Tribune. Tel Sisyphe atteignant un plateau… Alors que le gouvernement de Jean Castex vient d’annoncer un « plan hydrogène », qui devrait être doté d’un budget comparable à celui dégagé par l’Allemagne, des dizaines de chefs d’entreprise et de chercheurs français éprouvent certainement un sentiment comparable à celui du fondateur [mythique] de Corinthe. Eux qui, depuis des années, ont poussé le rocher de l’hydrogène vers le destin qu’il mérite et qui, bien souvent, ont cru qu’ils n’y arriveraient jamais. Les citer serait en oublier. Ils se reconnaîtront.

L’effort déployé a en effet été immense, et cela se comprend : ne s’agit-il pas de faire bouger ce monstre si confortablement installé que l’on appelle le « système énergétique » ? Lui qui depuis des années s’appuie sur les énergies fossiles (pétrole, gaz) pour nourrir les bâtiments, les transports et l’industrie – et encore à près de 80 % aujourd’hui en Europe. En matière de mobilité en particulier, ne s’agit-il pas de remplacer une bonne partie des motorisations diesel et essence, certes polluantes et émettrices de gaz à effet de serre mais si faciles à vivre pour les usagers ?

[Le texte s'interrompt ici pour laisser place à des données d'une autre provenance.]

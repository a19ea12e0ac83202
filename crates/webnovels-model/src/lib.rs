//! Data model for the webnovels article listing.
//!
//! - [`Item`]: one article (id, title, tags), immutable once built
//! - [`PageSize`]: a non-zero page length
//! - [`tags`]: tag normalization helpers used by loaders before handing
//!   items to the pager

pub mod error;
pub mod ids;
pub mod item;
pub mod tags;

pub use error::{ModelError, Result};
pub use ids::{ItemId, PageSize};
pub use item::Item;
pub use tags::{
    DEFAULT_TAG, TagSet, normalize_tag, parse_tag_attr, tag_vocabulary, validate_tag,
};
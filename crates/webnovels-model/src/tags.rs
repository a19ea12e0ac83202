//! Tag labels and loader-side normalization.
//!
//! The pager compares tags case-sensitively and never rewrites them, so
//! everything that turns raw markup into tags lives here, on the loader side
//! of the boundary.

use std::collections::BTreeSet;

use crate::{Item, ModelError};

/// Set of tag labels attached to an item or selected in a filter.
pub type TagSet = BTreeSet<String>;

/// Label every imported article carries when nothing better was detected.
pub const DEFAULT_TAG: &str = "ai";

/// Lowercases and trims a raw label. Returns `None` for blank input.
pub fn normalize_tag(raw: &str) -> Option<String> {
    let trimmed = raw.trim();
    if trimmed.is_empty() {
        None
    } else {
        Some(trimmed.to_lowercase())
    }
}

/// Checks that `tag` can be used as a button label and a filter key.
pub fn validate_tag(tag: &str) -> Result<&str, ModelError> {
    if tag.is_empty() || tag.chars().any(char::is_whitespace) {
        return Err(ModelError::InvalidTag(tag.to_string()));
    }
    Ok(tag)
}

/// Parses a space-separated `data-tags` attribute into a normalized set.
///
/// # Examples
///
/// ```
/// use webnovels_model::parse_tag_attr;
///
/// let tags = parse_tag_attr("AI  openai ai");
/// assert_eq!(tags.into_iter().collect::<Vec<_>>(), vec!["ai", "openai"]);
/// ```
pub fn parse_tag_attr(attr: &str) -> TagSet {
    attr.split_whitespace().filter_map(normalize_tag).collect()
}

/// Sorted, de-duplicated tags across `items`, for building filter buttons.
pub fn tag_vocabulary<'a, I>(items: I) -> Vec<String>
where
    I: IntoIterator<Item = &'a Item>,
{
    let all: TagSet = items
        .into_iter()
        .flat_map(|item| item.tags().iter().cloned())
        .collect();
    all.into_iter().collect()
}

Cela avec des obstacles de taille : les technologies d’abord, qu’il a fallu développer et standardiser afin qu’elles soient parfaitement sûres et industrialisables (piles à hydrogène, électrolyseurs…).

 

Quelques personnes dans un garage

 

Symbio, McPhy, Atawey – et j’en oublie –, toutes ces entreprises n’étaient que quelques personnes dans un garage il y a quelques années, avec entre les mains une technologie hydrogène dans laquelle elles croyaient dur comme fer. Aujourd’hui beaucoup se mettent en ordre de marche pour industrialiser à « vitesse grand V » et se lancer à l’international…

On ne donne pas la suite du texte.